§ **Assignment**: Wherever a line in the data below holds "ConversionReport", copy that line.

§ **Raw data**:
--- START ---

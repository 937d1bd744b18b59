//! Source discovery and batch conversion of Markdown files.

use std::path::{Path, PathBuf};
use log::{debug, error, info};
use rayon::prelude::*;
use walkdir::WalkDir;

use crate::markdown::MarkdownRenderer;
use crate::utils::error::{BoxResult, ConversioError};
use crate::utils::path::{has_extension, html_path, rebase};

/// One source file and where its XHTML goes
#[derive(Debug, Clone, PartialEq, Eq)]
pub struct ConversionJob {
    pub src: PathBuf,
    pub dst: PathBuf,
}

/// Outcome of a batch conversion
#[derive(Debug, Default)]
pub struct ConversionReport {
    pub converted: usize,
    pub failed: Vec<(PathBuf, String)>,
}

impl ConversionReport {
    pub fn is_success(&self) -> bool {
        self.failed.is_empty()
    }
}

/// Collect the Markdown files under `src`.
///
/// Returns the source root (the directory itself, or the parent of a single
/// file) and the files found, sorted.
pub fn collect_sources(src: &Path, extensions: &[String]) -> BoxResult<(PathBuf, Vec<PathBuf>)> {
    if src.is_dir() {
        let mut files = Vec::new();
        for entry in WalkDir::new(src).follow_links(true) {
            let entry = entry?;
            if entry.file_type().is_file() && has_extension(entry.path(), extensions) {
                files.push(entry.path().to_path_buf());
            }
        }
        files.sort();
        debug!("Found {} Markdown file(s) in {}", files.len(), src.display());
        Ok((src.to_path_buf(), files))
    } else if src.is_file() {
        let root = src.parent().map(Path::to_path_buf).unwrap_or_default();
        Ok((root, vec![src.to_path_buf()]))
    } else {
        Err(ConversioError::File(format!("Input not found: {}", src.display())).into())
    }
}

/// Pair every source with its output path.
///
/// Outputs sit next to their sources unless `dst` is given, in which case
/// the `root` prefix is swapped for `dst`.
pub fn resolve_paths(sources: &[PathBuf], root: &Path, dst: Option<&Path>) -> Vec<ConversionJob> {
    sources
        .iter()
        .map(|src| {
            let html = html_path(src);
            let dst = match dst {
                Some(dst) => rebase(&html, root, dst),
                None => html,
            };
            ConversionJob { src: src.clone(), dst }
        })
        .collect()
}

/// Convert all jobs in parallel, one independent pipeline per document
pub fn convert_all(renderer: &MarkdownRenderer, jobs: &[ConversionJob]) -> ConversionReport {
    info!("Converting {} document(s)...", jobs.len());

    let results: Vec<(PathBuf, Result<(), String>)> = jobs
        .par_iter()
        .map(|job| {
            let result = renderer
                .markdown_to_xhtml(&job.src, &job.dst)
                .map_err(|e| e.to_string());
            (job.src.clone(), result)
        })
        .collect();

    let mut report = ConversionReport::default();
    for (src, result) in results {
        match result {
            Ok(()) => report.converted += 1,
            Err(e) => {
                error!("Failed to convert {}: {}", src.display(), e);
                report.failed.push((src, e));
            }
        }
    }

    info!("Converted {} document(s), {} failed", report.converted, report.failed.len());
    report
}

--- END ---

§ **Written response**:
pub struct ConversionReport {
impl ConversionReport {
pub fn convert_all(renderer: &MarkdownRenderer, jobs: &[ConversionJob]) -> ConversionReport {
    let mut report = ConversionReport::default();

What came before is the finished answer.